China's per-unit energy consumption down 2.88 % in 1H
07-08-08 China continued to make headway in its efforts to improve energy efficiency as its per-unit energy consumption was down 2.88 % year on year in the first half, official figures revealed.
The figure was 0.1 percentage point more than the same period last year, according to a bulletin jointly released by the National Bureau of Statistics, the National Development and Reform Commission (NDRC) and the National Energy Administration.
China launched a nationwide campaign to improve energy efficiency and reduce greenhouse emissions in 2006. It vowed to reduce energy consumption per unit of gross domestic product by 20 % and major pollutant emissions by 10 % by 2010 from the 2005 levels.
The energy intensity index went down 3.66 % last year. During the first half, the energy consumption of per-unit value added in industrial firms with annual sales exceeding yuan 5 mm ($ 728,727) ratcheted down 5.76 % year on year, according to the bulletin.
The year-on-year drop was 6.74 % for the coal sector,4.05 % for the iron and steel sector, 3.7 % for the non-ferrous metal sector, and 9.98 % for the building material sector.
Xie Zhenhua, NDRC's deputy minister, said there was still a long way to go before China could meet its energy conservation targets. The country had just completed a quarter of its energy conservation quota during the past two years.

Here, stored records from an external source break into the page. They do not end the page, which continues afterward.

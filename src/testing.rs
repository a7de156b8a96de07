// Copyright 2025-present Harīṣh Tummalachērla
// SPDX-License-Identifier: Apache-2.0

//! Test utilities shared across unit and integration tests.
//!
//! Always compiled but hidden from documentation. Canonical record and
//! query-context builders so every test module (and the `tests/`
//! integration suite) constructs fixtures the same way instead of each
//! growing its own slightly-different `record()` helper.

#![doc(hidden)]

use crate::config::QueryFlags;
use crate::types::{ExpandedToken, IndexedRecord, QueryContext, TokenOrigin};

/// A minimal record with just a title, URL, and host; every other field
/// is the zero value. Good enough for classifier/scorer/boost tests that
/// don't care about visits, bookmarks, or embeddings.
pub fn make_record(title: &str, url: &str, host: &str) -> IndexedRecord {
    IndexedRecord {
        url: url.to_string(),
        title: title.to_string(),
        host: host.to_string(),
        meta_description: None,
        meta_keywords: None,
        visit_count: 0,
        last_visit: 0,
        tokens: vec![],
        embedding: None,
        is_bookmark: false,
        bookmark_folders: None,
        bookmark_title: None,
    }
}

/// [`make_record`] plus visit stats, for recency/visit-count scorer tests.
pub fn make_visited_record(title: &str, url: &str, host: &str, visit_count: u32, last_visit: u64) -> IndexedRecord {
    let mut record = make_record(title, url, host);
    record.visit_count = visit_count;
    record.last_visit = last_visit;
    record
}

/// A `QueryContext` whose `expanded_tokens` are exactly `original`, all
/// tagged [`TokenOrigin::Original`] — the common case for tests that
/// don't exercise synonym/AI expansion.
pub fn make_context(original: &[&str]) -> QueryContext {
    QueryContext {
        raw_query: original.join(" "),
        original_tokens: original.iter().map(|s| s.to_string()).collect(),
        expanded_tokens: original
            .iter()
            .map(|s| ExpandedToken { token: s.to_string(), origin: TokenOrigin::Original })
            .collect(),
        query_embedding: None,
        flags: QueryFlags::default(),
    }
}

/// Default flags: everything off, bookmarks included. The common
/// "plain search" baseline most tests start from and flip one field on.
pub fn default_flags() -> QueryFlags {
    QueryFlags { strict_matching: false, diverse_results: false, semantic_enabled: false, include_bookmarks: true }
}
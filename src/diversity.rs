// Copyright 2025-present Harīṣh Tummalachērla
// SPDX-License-Identifier: Apache-2.0

//! Diversity filter (§4.7): collapse records by normalized URL, keeping
//! the highest-scoring survivor per key.
//!
//! Group by a derived key, keep one representative per group — a single
//! linear pass with a map rather than a second sort.

use std::collections::HashMap;

use crate::types::ScoredRecord;

/// `protocol://host + path`, lowercased, trailing slash stripped unless
/// it's the entire path, query and fragment dropped. Falls back to a
/// cruder split on the first `?`/`#` if the URL doesn't parse as
/// `scheme://authority/path`.
pub fn normalize_url(url: &str) -> String {
    let lowered = url.to_lowercase();
    if let Some(scheme_end) = lowered.find("://") {
        let (scheme, rest) = lowered.split_at(scheme_end);
        let rest = &rest[3..];
        let authority_end = rest.find(['/', '?', '#']).unwrap_or(rest.len());
        let authority = &rest[..authority_end];
        let after_authority = &rest[authority_end..];
        let path_end = after_authority.find(['?', '#']).unwrap_or(after_authority.len());
        let mut path = after_authority[..path_end].to_string();
        if path.len() > 1 && path.ends_with('/') {
            path.pop();
        }
        return format!("{scheme}://{authority}{path}");
    }
    fallback_normalize(&lowered)
}

fn fallback_normalize(lowered: &str) -> String {
    let cut = lowered.find(['?', '#']).unwrap_or(lowered.len());
    let mut truncated = lowered[..cut].to_string();
    if truncated.len() > 1 && truncated.ends_with('/') {
        truncated.pop();
    }
    truncated
}

/// Keep, per normalized-URL key, the record with the highest
/// `final_score` (ties broken by higher `last_visit`). Order of the
/// surviving records is otherwise unspecified — the caller sorts
/// afterward (§4.9 step 5 runs before step 6).
pub fn apply_diversity_filter<'a>(records: Vec<ScoredRecord<'a>>) -> Vec<ScoredRecord<'a>> {
    let mut best: HashMap<String, ScoredRecord<'a>> = HashMap::new();
    for record in records {
        let key = normalize_url(&record.record.url);
        match best.get(&key) {
            None => {
                best.insert(key, record);
            }
            Some(existing) => {
                if is_better(&record, existing) {
                    best.insert(key, record);
                }
            }
        }
    }
    best.into_values().collect()
}

fn is_better(candidate: &ScoredRecord, existing: &ScoredRecord) -> bool {
    if candidate.final_score != existing.final_score {
        candidate.final_score > existing.final_score
    } else {
        candidate.record.last_visit > existing.record.last_visit
    }
}

#[cfg(test)]
mod tests {
    use super::*;

    #[test]
    fn strips_query_and_fragment() {
        assert_eq!(normalize_url("https://notion.so/page?pvs=12"), "https://notion.so/page");
        assert_eq!(normalize_url("https://example.com/path#section"), "https://example.com/path");
    }

    #[test]
    fn strips_trailing_slash_unless_sole_path_char() {
        assert_eq!(normalize_url("https://example.com/path/"), "https://example.com/path");
        assert_eq!(normalize_url("https://example.com/"), "https://example.com/");
    }

    #[test]
    fn lowercases_scheme_and_host() {
        assert_eq!(normalize_url("HTTPS://Example.COM/Path"), "https://example.com/path");
    }

    #[test]
    fn malformed_url_falls_back_to_crude_split() {
        assert_eq!(normalize_url("not-a-url?x=1"), "not-a-url");
    }

    #[test]
    fn idempotent_on_already_normalized_url() {
        let once = normalize_url("https://example.com/path?x=1");
        let twice = normalize_url(&once);
        assert_eq!(once, twice);
    }
}
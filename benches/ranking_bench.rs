//! Benchmarks the full `search` pipeline over synthetic corpora of
//! increasing size, to keep an eye on the pre-filter's effectiveness as
//! the intended corpus ceiling (~10^5 records, §1) is approached.

use criterion::{black_box, criterion_group, criterion_main, BenchmarkId, Criterion};

use deep_search::{
    search, ExpansionService, IdentityExpansion, IndexedRecord, NeverCancelled, QueryFlags,
    RankingConfig, SearchRequest,
};

fn synthetic_corpus(size: usize) -> Vec<IndexedRecord> {
    (0..size)
        .map(|i| {
            let host = format!("host{}.example.com", i % 50);
            IndexedRecord {
                url: format!("https://{host}/page/{i}"),
                title: if i % 7 == 0 {
                    format!("Rust Programming Guide {i}")
                } else {
                    format!("Unrelated Page {i}")
                },
                host,
                meta_description: Some(format!("A page about topic {i}")),
                meta_keywords: Some(vec!["example".to_string(), format!("tag{}", i % 20)]),
                visit_count: (i % 100) as u32,
                last_visit: 1_700_000_000_000 - (i as u64 * 60_000),
                tokens: vec![],
                embedding: None,
                is_bookmark: i % 31 == 0,
                bookmark_folders: None,
                bookmark_title: None,
            }
        })
        .collect()
}

fn bench_search(c: &mut Criterion) {
    let config = RankingConfig::default();
    let mut group = c.benchmark_group("search");

    for size in [100usize, 1_000, 10_000] {
        let records = synthetic_corpus(size);
        group.bench_with_input(BenchmarkId::from_parameter(size), &records, |b, records| {
            b.iter(|| {
                let expanded = IdentityExpansion.expand("rust programming guide").into_tokens();
                let request = SearchRequest {
                    raw_query: "rust programming guide",
                    records: black_box(records),
                    expanded_tokens: expanded,
                    flags: QueryFlags { strict_matching: false, diverse_results: true, semantic_enabled: false, include_bookmarks: true },
                    query_embedding: None,
                    max_results: 100,
                };
                search(request, &config, 1_700_000_000_000, &NeverCancelled).unwrap()
            })
        });
    }

    group.finish();
}

criterion_group!(benches, bench_search);
criterion_main!(benches);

China's high-energy-consuming industries experienced a growth slowdown in the first half, according to the Ministry of Industry and Information Technology. The six biggest-energy-guzzling sectors in China -- electric power, non-ferrous metal, chemicals, iron and steel, building materials and petroleum -- recorded a growth of 14.5 % in output value, 5.6 percentage points lower than the growth rate for the same period last year.
The government has adopted a policy of curbing the development of energy-consuming and high-polluting sectors nationwide, in order to help improve environmental protection and achieve a sustainable economic growth.